Does (Big) Data Suck?

In a world where social media has given everyone a voice and a platform from which to shout, there is no doubt that ‘fake news’ is a thing.

It has become really difficult to identify the truth or have absolute confidence in what we read online. I don’t know about you, but I often seek solace in data.

Data is, after all, objective and based on numbers and is not polluted by personal opinion. It can’t be wrong, can it?

Data hype

It is a cliché, but data is the new oil.
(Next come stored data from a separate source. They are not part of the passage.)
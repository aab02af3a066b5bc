//! Post-sales contract lifecycle engine.
//!
//! Scheduled rules move energy supply contracts between lifecycle statuses based on
//! dates held in the commission, contract-detail and objection tables. Every rule
//! runs through the same [`TransitionRunner`]; the rules only differ in their
//! qualification predicate and their source/target statuses.

pub mod audit;
pub mod dates;
pub mod domain;
pub mod import;
pub mod response;
pub mod router;
pub mod runner;
pub mod service;
pub mod store;
pub mod transitions;

#[cfg(test)]
mod tests;

pub use audit::{
    AuditHandle, AuditLog, AuditSummary, ContractChange, FileAuditLog, InMemoryAuditLog,
    TracingAuditLog,
};
pub use dates::{parse_contract_date, DateSource, ResolvedDate, SupplementaryData};
pub use domain::{
    status, CommissionRecord, ContractDetail, ContractId, ContractKey, ContractStatusRecord,
    ContractType, ObjectionRecord, OverdueEntry,
};
pub use import::{SeedData, SeedImportError};
pub use response::ApiResponse;
pub use router::post_sales_router;
pub use runner::{CandidateDecision, RunError, RunResult, TransitionRunner};
pub use service::{PostSalesService, RuleCatalog, TriggerError, TriggerOutcome};
pub use store::{ContractStore, InMemoryContractStore, StatusQuery, StoreError};
pub use transitions::{
    Decision, RuleConfigError, RuleKind, SupplierPolicy, TransitionRule,
    DEFAULT_MAX_OBJECTION_COUNT, DEFAULT_RENEWAL_WINDOW_DAYS,
};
There is massive value in data as it serves as the foundation for a lot of modern technology. Without data, artificial intelligence cannot really exist and it feels as though pretty much everything is AI-driven these days…

We are guilty of riding on the data-hype train at Browser Media as we describe ourselves as a data-driven, creative digital marketing agency. Data is a fundamental part of pretty much everything we do, as we strive to make decisions based on quantitative / objective numbers rather than a whim.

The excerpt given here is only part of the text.